China's DWF Development
China's DWF industry has evolved through three key turning points:
1985 Initial Foray: The fleet was state-owned, with SOEs like China National Fishing Corporation (CNFC) leading the charge.
1999 Going Global Policy: This strategy aimed to support national champions and secure natural resources abroad, leading to significant expansion.
2011 Acceleration: The 12th Five-Year Plan designated the marine economy as a strategic industry, doubling China's DWF catch between 2011 and 2018.
China's DWF fleet operates under state direction, with SOEs playing a central role alongside private firms. Provincial governments, particularly Zhejiang, Shandong, and Fujian, have driven fleet expansion, creating tensions between central and local authorities. Despite efforts to cap fleet size, the industry has grown significantly, reflecting contradictions within China's state-accumulation nexus.
Economic and Geopolitical Dimensions
China's DWF fleet is a generative industry, supporting related sectors like shipbuilding, seafood processing, and logistics. It provides raw materials for China's export-oriented seafood processing industry, which supplies global markets. The fleet also serves geopolitical purposes, such as asserting China's claims in the South China Sea and enhancing its influence in international ocean governance.

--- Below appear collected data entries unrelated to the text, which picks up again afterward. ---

use std::sync::Arc;

use reqwest::Client;
use serde::Deserialize;
use serde_json::{json, Value};
use tracing::{debug, warn};

use crate::config::Config;
use crate::error::BadgeError;
use crate::llm::provider::{map_transport_error, upstream_error};
use crate::utils::http::endpoint_url;

const PROVIDER: &str = "Gemini";

#[derive(Debug, Clone)]
pub struct GeminiClient {
    http: Client,
    config: Arc<Config>,
}

#[derive(Debug, Deserialize)]
struct GeminiResponse {
    candidates: Option<Vec<GeminiCandidate>>,
}

#[derive(Debug, Deserialize)]
#[serde(rename_all = "camelCase")]
struct GeminiCandidate {
    content: Option<GeminiContent>,
    finish_reason: Option<String>,
}

#[derive(Debug, Deserialize)]
struct GeminiContent {
    parts: Option<Vec<GeminiPart>>,
}

#[derive(Debug, Deserialize)]
struct GeminiPart {
    text: Option<String>,
}

fn extract_gemini_text(response: GeminiResponse) -> Option<String> {
    let candidate = response.candidates?.into_iter().next()?;
    if let Some(reason) = candidate.finish_reason.as_deref() {
        debug!("Gemini finish reason: {}", reason);
    }
    let text = candidate
        .content?
        .parts?
        .into_iter()
        .filter_map(|part| part.text)
        .collect::<Vec<_>>()
        .join("");
    let text = text.trim();
    if text.is_empty() {
        None
    } else {
        Some(text.to_string())
    }
}

impl GeminiClient {
    pub fn new(config: Arc<Config>, http: Client) -> Self {
        GeminiClient { http, config }
    }

    pub fn model(&self) -> &str {
        &self.config.gemini_model
    }

    fn build_payload(&self, prompt: &str) -> Value {
        json!({
            "contents": [{ "role": "user", "parts": [{ "text": prompt }] }],
            "generationConfig": {
                "temperature": self.config.badge_temperature,
                "responseMimeType": "application/json",
            },
        })
    }

    pub async fn complete_json(&self, prompt: &str) -> Result<String, BadgeError> {
        let api_key = self.config.gemini_api_key()?;
        let method = format!("{}:generateContent", self.model());
        let url = endpoint_url(
            &self.config.gemini_base_url,
            "GEMINI_BASE_URL",
            &["models", method.as_str()],
        )?;
        debug!("Gemini request: model={}", self.model());

        let response = self
            .http
            .post(url)
            .header("x-goog-api-key", api_key)
            .timeout(self.config.request_timeout)
            .json(&self.build_payload(prompt))
            .send()
            .await
            .map_err(|err| map_transport_error(err, &self.config))?;

        if !response.status().is_success() {
            return Err(upstream_error(PROVIDER, response, &self.config).await);
        }

        let parsed = response
            .json::<GeminiResponse>()
            .await
            .map_err(|err| map_transport_error(err, &self.config))?;

        extract_gemini_text(parsed).ok_or_else(|| {
            warn!("Gemini response had no text parts for model={}", self.model());
            BadgeError::MalformedResponse
        })
    }
}

#[cfg(test)]
mod tests {
    use std::time::Duration;

    use wiremock::matchers::{body_partial_json, header, method, path};
    use wiremock::{Mock, MockServer, ResponseTemplate};

    use super::*;

    fn client_for(server: &MockServer) -> GeminiClient {
        let config = Config {
            gemini_api_key: Some("gm-test-key".to_string()),
            gemini_base_url: format!("{}/v1beta", server.uri()),
            gemini_model: "gemini-test".to_string(),
            request_timeout: Duration::from_secs(5),
            ..Config::default()
        };
        GeminiClient::new(Arc::new(config), Client::new())
    }

    #[tokio::test]
    async fn joins_text_parts_of_first_candidate() {
        let server = MockServer::start().await;
        Mock::given(method("POST"))
            .and(path("/v1beta/models/gemini-test:generateContent"))
            .and(header("x-goog-api-key", "gm-test-key"))
            .and(body_partial_json(json!({
                "generationConfig": { "responseMimeType": "application/json" }
            })))
            .respond_with(ResponseTemplate::new(200).set_body_json(json!({
                "candidates": [{
                    "content": { "parts": [{ "text": "{\"characterName\":" }, { "text": "\"Itachi\"}" }] },
                    "finishReason": "STOP"
                }]
            })))
            .expect(1)
            .mount(&server)
            .await;

        let text = client_for(&server).complete_json("prompt").await.unwrap();
        assert_eq!(text, "{\"characterName\":\"Itachi\"}");
    }

    #[tokio::test]
    async fn empty_candidates_are_malformed() {
        let server = MockServer::start().await;
        Mock::given(method("POST"))
            .respond_with(ResponseTemplate::new(200).set_body_json(json!({ "candidates": [] })))
            .mount(&server)
            .await;

        let err = client_for(&server).complete_json("prompt").await.unwrap_err();
        assert!(matches!(err, BadgeError::MalformedResponse));
    }

    #[tokio::test]
    async fn error_status_is_redacted() {
        let server = MockServer::start().await;
        Mock::given(method("POST"))
            .respond_with(ResponseTemplate::new(400).set_body_json(json!({
                "error": { "message": "API key gm-test-key is invalid" }
            })))
            .mount(&server)
            .await;

        let err = client_for(&server).complete_json("prompt").await.unwrap_err();
        match err {
            BadgeError::Upstream { status, body } => {
                assert_eq!(status, 400);
                assert_eq!(body, "API key [REDACTED] is invalid");
            }
            other => panic!("unexpected error: {other:?}"),
        }
    }
}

Access to fisheries in other countries' EEZs is mediated through complex arrangements, often involving state support, industry associations, and decoupled Official Development Assistance (ODA). China's approach mirrors strategies used by other DWF nations, such as the EU, Japan, and the US. By 2018, Chinese firms had access to 111 EEZs across 96 states, leveraging geopolitical and economic tools to secure fishing rights.

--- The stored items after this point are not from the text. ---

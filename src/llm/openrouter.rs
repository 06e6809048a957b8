use std::sync::Arc;

use reqwest::Client;
use serde_json::{json, Value};
use tracing::{debug, warn};

use crate::config::Config;
use crate::error::BadgeError;
use crate::llm::provider::{map_transport_error, upstream_error};
use crate::utils::text::truncate_for_log;

const PROVIDER: &str = "OpenRouter";

#[derive(Debug, Clone)]
pub struct OpenRouterClient {
    http: Client,
    config: Arc<Config>,
}

fn summarize_payload(payload: &Value) -> String {
    let model = payload
        .get("model")
        .and_then(|v| v.as_str())
        .unwrap_or("unknown");
    let message_count = payload
        .get("messages")
        .and_then(|v| v.as_array())
        .map(|messages| messages.len())
        .unwrap_or(0);
    let response_format = payload
        .pointer("/response_format/type")
        .and_then(|v| v.as_str())
        .unwrap_or("text");

    format!(
        "model={}, messages={}, response_format={}",
        model, message_count, response_format
    )
}

fn extract_openrouter_content(response: &Value) -> Option<String> {
    response
        .get("choices")
        .and_then(|v| v.get(0))
        .and_then(|v| v.get("message"))
        .and_then(|v| v.get("content"))
        .and_then(|v| v.as_str())
        .map(|content| content.trim().to_string())
        .filter(|content| !content.is_empty())
}

impl OpenRouterClient {
    pub fn new(config: Arc<Config>, http: Client) -> Self {
        OpenRouterClient { http, config }
    }

    pub fn model(&self) -> &str {
        &self.config.openrouter_model
    }

    fn build_payload(&self, prompt: &str) -> Value {
        json!({
            "model": self.model(),
            "messages": [{ "role": "user", "content": prompt }],
            "temperature": self.config.badge_temperature,
            "response_format": { "type": "json_object" },
        })
    }

    pub async fn complete_json(&self, prompt: &str) -> Result<String, BadgeError> {
        let api_key = self.config.openrouter_api_key()?;
        let payload = self.build_payload(prompt);
        debug!("OpenRouter request: {}", summarize_payload(&payload));

        let mut request = self
            .http
            .post(format!(
                "{}/chat/completions",
                self.config.openrouter_base_url.trim_end_matches('/')
            ))
            .bearer_auth(api_key)
            .header("X-Title", self.config.openrouter_title.as_str())
            .timeout(self.config.request_timeout)
            .json(&payload);
        if let Some(referer) = self.config.openrouter_referer.as_deref() {
            request = request.header("HTTP-Referer", referer);
        }

        let response = request
            .send()
            .await
            .map_err(|err| map_transport_error(err, &self.config))?;

        if !response.status().is_success() {
            return Err(upstream_error(PROVIDER, response, &self.config).await);
        }

        let value = response
            .json::<Value>()
            .await
            .map_err(|err| map_transport_error(err, &self.config))?;

        match extract_openrouter_content(&value) {
            Some(content) => {
                debug!("OpenRouter response received for model={}", self.model());
                Ok(content)
            }
            None => {
                warn!(
                    "OpenRouter response had no message content: {}",
                    truncate_for_log(&value.to_string(), 1000)
                );
                Err(BadgeError::MalformedResponse)
            }
        }
    }
}

#[cfg(test)]
mod tests {
    use super::*;

    #[test]
    fn payload_requests_json_output() {
        let config = Config {
            openrouter_model: "mistralai/mistral-small".to_string(),
            ..Config::default()
        };
        let client = OpenRouterClient::new(Arc::new(config), Client::new());
        let payload = client.build_payload("hello");

        assert_eq!(payload["model"], "mistralai/mistral-small");
        assert_eq!(payload["messages"][0]["role"], "user");
        assert_eq!(payload["messages"][0]["content"], "hello");
        assert_eq!(payload["response_format"]["type"], "json_object");
        let temperature = payload["temperature"].as_f64().unwrap_or_default();
        assert!((temperature - 0.8).abs() < 1e-6);
        assert_eq!(
            summarize_payload(&payload),
            "model=mistralai/mistral-small, messages=1, response_format=json_object"
        );
    }

    #[test]
    fn content_extraction_ignores_blank_messages() {
        let response = json!({ "choices": [{ "message": { "content": "  {\"a\":1} \n" } }] });
        assert_eq!(extract_openrouter_content(&response).as_deref(), Some("{\"a\":1}"));

        let blank = json!({ "choices": [{ "message": { "content": "   " } }] });
        assert_eq!(extract_openrouter_content(&blank), None);
        assert_eq!(extract_openrouter_content(&json!({ "choices": [] })), None);
    }

    #[tokio::test]
    async fn missing_key_fails_before_any_request() {
        let client = OpenRouterClient::new(Arc::new(Config::default()), Client::new());
        let err = client.complete_json("prompt").await.unwrap_err();
        assert_eq!(err.to_string(), "OPENROUTER_API_KEY is not configured");
    }
}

Fragmentation and Competition
China's DWF fleet is not a monolithic entity but a fragmented industry comprising diverse firms with varying strategies. These firms differ in ownership (state-owned, private, or public), target species, fishing methods, and regulatory frameworks. Reflagging practices further complicate the fleet's composition, with vessels often adopting flags of convenience or complying with coastal state requirements.
The fleet's heterogeneity reflects broader dynamics of "real competition" among capitalist classes. SOEs dominate the industry but compete with private firms, creating tensions within China's multiscalar state. Future research should explore the differentiation among firms, their business strategies, and their integration into global seafood value chains.
Conclusion
China's DWF industry represents only the latest iteration of pelagic imperialism used by most DWEN, extending commodity frontiers globally and influencing geopolitics. While the separation between state and capital is blurred, China's DWF fleet exhibits relative coherence due to the compulsion of capital accumulation and the political authority of the party-state. However, internal contradictions and external geopolitical pressures are likely to intensify in the coming years.
The article calls for analysing DWF industries through a geopolitical economy lens, emphasising the need to move beyond "fish" to understand the broader power dynamics, production, and competition dynamics. Future research should focus on firm-level strategies, labour regimes, and the generative impacts of DWF industries on related sectors.
Acknowledgements and References The research benefited from discussions at various academic forums and from contributions made by multiple scholars. The article cites an extensive range of references, including studies on fisheries management, geopolitical economy, and industrial development.